The Iraq War
Ladies and gentlemen, the President of the United States has bungled the management of this war, and he certainly needs to explain further why he feels that escalation will suddenly turn the situation in Iraq around. The reality is that escalation will not bring us success. The President pushed forward against the advice of many Members of Congress, the joint chiefs of staff, and many experts in and outside of government. Even the Iraqi Prime Minister did not want more U.S. troops sent to his country.
Since Friday, January 19, 2007, 27 members of our armed services have died in Iraq. These deaths bring the total number of U.S. servicemembers that have died in Iraq since the war in Iraq began to 3,029. More than 22,000 others have been seriously injured.
The insurgent attacks against the United States military have become more and more brazen. In one of the attacks over the past weekend, insurgents wore uniforms that looked like official U.S. uniforms and used vehicles that the U.S. and Iraqi officials use. According to press accounts, Iraqi guards at a government compound allowed several vehicles traveling in a caravan through checkpoints because they were wearing what appeared to be legitimate U.S. military uniforms and driving cars commonly used by foreigners. Once the insurgents were inside the compound, they attacked and killed five of our troops. Witnesses say that the attackers targeted only U.S. servicemembers and not the Iraqis who were in the room. Elsewhere in Iraq, 12 Americans were killed when their Blackhawk helicopter was attacked, and 10 others were killed in fire fights with insurgents.
Mr. Speaker, Iraq is in a civil war. The level of violence is growing each day, and increasingly our troops are caught in the middle of it. By adding more troops, as the President plans to do, we will only increase the risk of more U.S. deaths and injuries.
Nearly everyone agrees that the war will not be won through military means. Instead, there is general agreement that stability in Iraq and the Middle East will only come about through intense diplomatic efforts.
The President's Iraq policy has failed. Sending more troops to Iraq will only make the situation worse. As the saying goes: when you find yourself in a hole, stop digging. Mr. President, I would urge you to stop digging and bring our troops home.
Ladies and gentlemen, this is what bothers me about what is happening in Iraq. Our military, our troops don't know a Sunni from a Shiite from a Kurd. They are with Iraqi soldiers who don't like them oftentimes, who desert us when there is a confrontation, and who undermine us. There are those who believe that the way that the insurgents got into the compound was they were allowed in there by Iraqi soldiers.
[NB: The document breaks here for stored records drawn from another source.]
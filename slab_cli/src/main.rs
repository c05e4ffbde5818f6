//! # Slab Design CLI
//!
//! Terminal front end for `slab_core`. Prompts for spans, loads and materials,
//! runs the design and prints a short report followed by the JSON result.
//!
//! ## Usage
//!
//! ```text
//! slab_cli                          # interactive prompts
//! slab_cli --settings aci.json      # override code constants
//! slab_cli --json < input.json      # SlabInput JSON in, SlabDesign JSON out
//! ```
//!
//! Set `RUST_LOG=slab_core=debug` to see each design stage.

use std::io::{self, BufRead, Read, Write};
use std::process::ExitCode;

use slab_core::calculations::moment_coefficients::SpanMoments;
use slab_core::calculations::reinforcement::SpanReinforcement;
use slab_core::{calculate, CalcError, DesignSettings, LoadSet, MaterialSet, RebarSize, SlabDesign, SlabInput};

struct Args {
    settings_path: Option<String>,
    json: bool,
}

fn parse_args() -> Result<Args, String> {
    let mut args = Args {
        settings_path: None,
        json: false,
    };
    let mut iter = std::env::args().skip(1);
    while let Some(arg) = iter.next() {
        match arg.as_str() {
            "--json" => args.json = true,
            "--settings" => {
                args.settings_path = Some(iter.next().ok_or("--settings needs a file path")?);
            }
            other => return Err(format!("unknown argument '{}'", other)),
        }
    }
    Ok(args)
}

fn init_tracing() {
    use tracing_subscriber::{fmt, prelude::*, EnvFilter};

    // Only initialize if RUST_LOG is set
    if std::env::var("RUST_LOG").is_ok() {
        tracing_subscriber::registry()
            .with(fmt::layer().with_target(true).with_level(true).with_writer(io::stderr))
            .with(EnvFilter::from_default_env())
            .init();
    }
}

fn load_settings(path: Option<&str>) -> Result<DesignSettings, String> {
    let Some(path) = path else {
        return Ok(DesignSettings::default());
    };
    let text = std::fs::read_to_string(path).map_err(|e| format!("cannot read '{}': {}", path, e))?;
    DesignSettings::from_json(&text).map_err(|e| e.to_string())
}

fn prompt_line(prompt: &str) -> Option<String> {
    print!("{}", prompt);
    io::stdout().flush().ok()?;

    let mut input = String::new();
    io::stdin().lock().read_line(&mut input).ok()?;
    Some(input.trim().to_string())
}

/// Parse a prompt answer. Blank keeps the default, anything unparseable is
/// an error carrying the rejected text.
fn parse_or_default<T: std::str::FromStr>(answer: &str, default: T) -> Result<T, String> {
    if answer.is_empty() {
        return Ok(default);
    }
    answer.parse().map_err(|_| answer.to_string())
}

/// Match a bar answer such as `5` or `#5` against the slab bar sizes.
fn parse_bar(answer: &str) -> Result<RebarSize, String> {
    let number: u8 = parse_or_default(answer.trim_start_matches('#'), RebarSize::default().number())?;
    RebarSize::SLAB_SIZES
        .iter()
        .copied()
        .find(|b| b.number() == number)
        .ok_or_else(|| answer.to_string())
}

/// Ask until the answer parses. End of input falls back to the default.
fn prompt_until<T>(prompt: &str, default: T, parse: impl Fn(&str) -> Result<T, String>) -> T {
    loop {
        let Some(answer) = prompt_line(prompt) else {
            return default;
        };
        match parse(&answer) {
            Ok(value) => return value,
            Err(rejected) => println!("    '{}' is not a valid answer, try again", rejected),
        }
    }
}

fn prompt_f64(prompt: &str, default: f64) -> f64 {
    prompt_until(prompt, default, |s| parse_or_default(s, default))
}

fn prompt_usize(prompt: &str, default: usize) -> usize {
    prompt_until(prompt, default, |s| parse_or_default(s, default))
}

fn prompt_input() -> SlabInput {
    println!("Loads & Materials");
    let dead_psf = prompt_f64("  Dead load, excluding self-weight (psf) [20.0]: ", 20.0);
    let live_psf = prompt_f64("  Live load (psf) [40.0]: ", 40.0);
    let fc_ksi = prompt_f64("  Concrete strength f'c (ksi) [4.0]: ", 4.0);
    let fy_ksi = prompt_f64("  Steel yield strength fy (ksi) [60.0]: ", 60.0);

    let sizes: Vec<String> = RebarSize::SLAB_SIZES.iter().map(|b| b.to_string()).collect();
    let bar = prompt_until(
        &format!("  Main bar size ({}) [4]: ", sizes.join(", ")),
        RebarSize::default(),
        parse_bar,
    );

    println!();
    println!("Spans");
    let count = prompt_usize("  Number of spans (minimum 2) [3]: ", 3);
    let spans_ft = (1..=count)
        .map(|i| prompt_f64(&format!("  Clear span {} (ft) [15.0]: ", i), 15.0))
        .collect();

    SlabInput {
        label: "CLI".to_string(),
        spans_ft,
        loads: LoadSet::new(dead_psf, live_psf),
        materials: MaterialSet::new(fc_ksi, fy_ksi, bar),
    }
}

fn print_report(input: &SlabInput, design: &SlabDesign) {
    let t = &design.thickness;
    println!("═══════════════════════════════════════");
    println!("  ONE-WAY SLAB DESIGN ({})", design.code);
    println!("═══════════════════════════════════════");
    println!();
    println!("1. Slab Thickness & Loads");
    println!("  Thickness t:        {} in (min {:.2} in from {} ft span)", t.thickness_in, t.minimum_thickness_in, t.governing_span_ft);
    println!("  Self-weight:        {} psf", t.self_weight_psf);
    println!("  Total dead load:    {:.2} psf", t.total_dead_psf);
    println!("  Wu ({}): {:.3} ksf", t.combination, t.wu_ksf);
    println!();
    println!("2. Design Moments (kip-ft / ft)");
    for span in &design.moments {
        print_span_moments(span);
    }
    println!();
    println!("3. Reinforcement ({} main bars)", input.materials.bar);
    for span in &design.reinforcement {
        print_span_reinforcement(span);
    }
    println!();
}

fn print_span_moments(span: &SpanMoments) {
    let values: Vec<String> = span
        .moments
        .iter()
        .map(|(location, m)| format!("{} = {}", location, m))
        .collect();
    println!("  Span {} (L = {} ft, {}): {}", span.span, span.span_ft, span.role, values.join(", "));
}

fn print_span_reinforcement(span: &SpanReinforcement) {
    println!("  Span {}:", span.span);
    for loc in &span.locations {
        println!(
            "    {}: Mu={} Ru={} ρ={} As={} As,min={} As,final={} in²/ft  {} {} {}  shrinkage {}",
            loc.location,
            loc.moment_kipft,
            loc.ru_ksi,
            loc.rho,
            loc.as_required_in2,
            loc.as_min_in2,
            loc.as_final_in2,
            loc.bar_designation,
            loc.main_callout,
            loc.main_spacing.note.as_deref().unwrap_or(""),
            loc.shrinkage_callout,
        );
    }
}

fn print_error(e: &CalcError) {
    eprintln!("Error [{}]: {}", e.error_code(), e);
    if let Ok(json) = serde_json::to_string_pretty(e) {
        eprintln!();
        eprintln!("Error JSON:");
        eprintln!("{}", json);
    }
}

fn run_json(settings: &DesignSettings) -> ExitCode {
    let mut text = String::new();
    if let Err(e) = io::stdin().read_to_string(&mut text) {
        eprintln!("Error: cannot read stdin: {}", e);
        return ExitCode::FAILURE;
    }
    let input: SlabInput = match serde_json::from_str(&text) {
        Ok(input) => input,
        Err(e) => {
            eprintln!("Error: invalid input JSON: {}", e);
            return ExitCode::FAILURE;
        }
    };
    match calculate(&input, settings) {
        Ok(design) => match serde_json::to_string_pretty(&design) {
            Ok(json) => {
                println!("{}", json);
                ExitCode::SUCCESS
            }
            Err(e) => {
                eprintln!("Error: {}", e);
                ExitCode::FAILURE
            }
        },
        Err(e) => {
            print_error(&e);
            ExitCode::FAILURE
        }
    }
}

fn main() -> ExitCode {
    init_tracing();

    let args = match parse_args() {
        Ok(args) => args,
        Err(e) => {
            eprintln!("Error: {}", e);
            eprintln!("Usage: slab_cli [--settings <file.json>] [--json]");
            return ExitCode::FAILURE;
        }
    };
    let settings = match load_settings(args.settings_path.as_deref()) {
        Ok(settings) => settings,
        Err(e) => {
            eprintln!("Error: {}", e);
            return ExitCode::FAILURE;
        }
    };

    if args.json {
        return run_json(&settings);
    }

    println!("One-Way Continuous Slab Design ({})", settings.code);
    println!("================================================");
    println!();

    let input = prompt_input();
    println!();

    match calculate(&input, &settings) {
        Ok(design) => {
            print_report(&input, &design);
            println!("JSON Output (for LLM/API use):");
            if let Ok(json) = serde_json::to_string_pretty(&design) {
                println!("{}", json);
            }
            ExitCode::SUCCESS
        }
        Err(e) => {
            print_error(&e);
            ExitCode::FAILURE
        }
    }
}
How can we win in the middle of a civil war? We can't win. It is time for the President of the United States to come up with a reasonable exit plan. We have not asked, and nobody is saying, Quick withdrawal. Withdrawal in 24 hours. Some would make you believe we are saying that, but we are not. We are talking about a well thought through reasonable plan for getting out of Iraq. Some people would like to say, Oh, if you don't continue to support the President's request for additional funds, that you are deserting the soldiers. Not so.
And the Members of this Congress have got to have the courage to stand up and explain the difference between the sound bites and what those on the opposite side of this issue would describe as our efforts of getting the soldiers out and the truth. The truth of the matter is we all know there is enough money in the pipeline to credibly come out of Iraq in a timely way.